I explained to the Live Chat person named Valeria that I had purchased MoH long ago, but lost my discs in my storage unit when I moved. I was wondering if she could hook me up with a downloaded copy to replace the physical one. I explained that I did take the time to register it, and that she can check my stats on the Gun Club website.
Valeria asked me what my serial code was and I responded that I didn't have a clue as the Dvd case was in storage. She didn't promise me much, but offered to try to help. 2 minutes later I had MoH in my list of games. Can't beat that for customer service!
So in short I finally had a good experience with Origin. I wish my DLC for DA:Origins Ultimate Edition worked, but this kinda made up for it. Still wary of EA, but good customer service goes a long way to winning me over.
At least now I may be willing to give them a chance even though I still think that not every publisher needs proprietary software running on your system to play their games. But if they are willing to sell Indie and other publisher's games on their service then I would consider them to be another Steam / Direct2Drive / Impulse, etc. This last statement has yet to fully materialize, so I'm just watching to see what they do in the end.
So with no proof that you bought the game in real life, you conned them into giving you something free....
yay for you..
You sure do have a big opinion on something you have never used. Do you tell people a ( insert random movie ) is good that you haven't seen it?
And the direction they are going is the same as steam. Probably should uninstall Steam too. Since you don't like that direction.

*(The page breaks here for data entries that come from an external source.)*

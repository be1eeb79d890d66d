//! Sequence-to-Sequence Captioning Model
//!
//! Pairs a [`TrainableEncoder`] and a [`TrainableDecoder`] that share hidden
//! width and depth, so the encoder's final state can seed the decoder.
//!
//! ## Architecture
//!
//! ```text
//! video features [N, T, 4096]
//!       │
//!       ▼
//! Encoder LSTM ─────────► encoder outputs [N, T, H] ──┐
//!       │                                             │ attention
//!       ▼ final (h, c)                                ▼
//! Decoder: <SOS> → embed ⊕ context → LSTM → logits → next word → ...
//! ```
//!
//! ## Parameter Order
//!
//! [`Seq2Seq::parameters`] lists encoder tensors, then decoder tensors, in a
//! fixed order. [`Seq2SeqGradients::tensors`] follows the same order, and both
//! the optimizer state and the checkpoint format rely on it.
//!
//! ## Example
//!
//! ```rust
//! use vidcap::{ExecutionContext, ModelConfig, Seq2Seq, Tensor};
//! use vidcap::beam::BeamConfig;
//!
//! let config = ModelConfig::tiny(12);
//! let model = Seq2Seq::new(&config, 42);
//! let mut ctx = ExecutionContext::new(0);
//!
//! let video = Tensor::zeros(vec![1, 5, config.input_size]);
//! let tokens = model.caption(&video, &BeamConfig::default(), &mut ctx);
//! assert_eq!(tokens[0], vidcap::vocab::SOS);
//! assert!(tokens.len() <= 29);
//! ```

use crate::beam::{caption_source, BeamConfig};
use crate::config::ModelConfig;
use crate::context::ExecutionContext;
use crate::decoder::{DecoderGradients, TrainableDecoder};
use crate::encoder::TrainableEncoder;
use crate::layers::lstm::LstmGrads;
use crate::tensor::Tensor;

/// Encoder plus decoder
#[derive(Clone, Debug)]
pub struct Seq2Seq {
    pub config: ModelConfig,
    pub encoder: TrainableEncoder,
    pub decoder: TrainableDecoder,
}

/// Gradients for every parameter of a [`Seq2Seq`]
#[derive(Clone, Debug)]
pub struct Seq2SeqGradients {
    pub encoder: LstmGrads,
    pub decoder: DecoderGradients,
}

impl Seq2Seq {
    /// Build a freshly initialized model
    pub fn new(config: &ModelConfig, seed: u64) -> Self {
        Self {
            config: config.clone(),
            encoder: TrainableEncoder::new(
                config.input_size,
                config.hidden_size,
                config.num_layers,
                config.dropout,
                seed,
            ),
            decoder: TrainableDecoder::new(
                config.vocab_size,
                config.embedding_dim,
                config.hidden_size,
                config.num_layers,
                config.dropout,
                seed.wrapping_add(1000),
            ),
        }
    }

    /// Beam search caption for every video in `features [N, T, input_size]`
    pub fn caption_batch(
        &self,
        features: &Tensor,
        beam: &BeamConfig,
        ctx: &mut ExecutionContext,
    ) -> Vec<Vec<usize>> {
        let (encoded, _) = self.encoder.forward(features, ctx);
        (0..encoded.batch_size())
            .map(|i| caption_source(&self.decoder, encoded.source(i), beam, ctx))
            .collect()
    }

    /// Beam search caption for a single video `[1, T, input_size]`
    pub fn caption(&self, features: &Tensor, beam: &BeamConfig, ctx: &mut ExecutionContext) -> Vec<usize> {
        self.caption_batch(features, beam, ctx).swap_remove(0)
    }

    pub fn parameters(&self) -> Vec<&Tensor> {
        let mut params = self.encoder.parameters();
        params.extend(self.decoder.parameters());
        params
    }

    pub fn parameters_mut(&mut self) -> Vec<&mut Tensor> {
        let mut params = self.encoder.parameters_mut();
        params.extend(self.decoder.parameters_mut());
        params
    }

    /// Total trainable scalars
    pub fn num_parameters(&self) -> usize {
        self.parameters().iter().map(|p| p.data.len()).sum()
    }
}

impl Seq2SeqGradients {
    pub fn zeros_like(model: &Seq2Seq) -> Self {
        Self {
            encoder: LstmGrads::zeros_like(&model.encoder.lstm),
            decoder: DecoderGradients::zeros_like(&model.decoder),
        }
    }

    pub fn tensors(&self) -> Vec<&Tensor> {
        let mut out = self.encoder.tensors();
        out.extend(self.decoder.tensors());
        out
    }

    pub fn tensors_mut(&mut self) -> Vec<&mut Tensor> {
        let mut out = self.encoder.tensors_mut();
        out.extend(self.decoder.tensors_mut());
        out
    }
}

This is true, though nowhere in Steam's TOS or any legally binding document is that plan laid out. The only reference to it is a post on a Steam forum so they would be under no legal obligation to follow through and even if they do the promise would only apply to their games because unless there is a clause for it in the contract publishers signs they would have no legal right to modify games they don't own. In other words the promise is little more than PR crap.
I've never checked this, especially with my internet connection disconnected, but I'm pretty sure you can navigate to your Steam install folder and run your games locally from there.Valve lets you download the games and removes the steam based DRM on them, they said that in an official statement.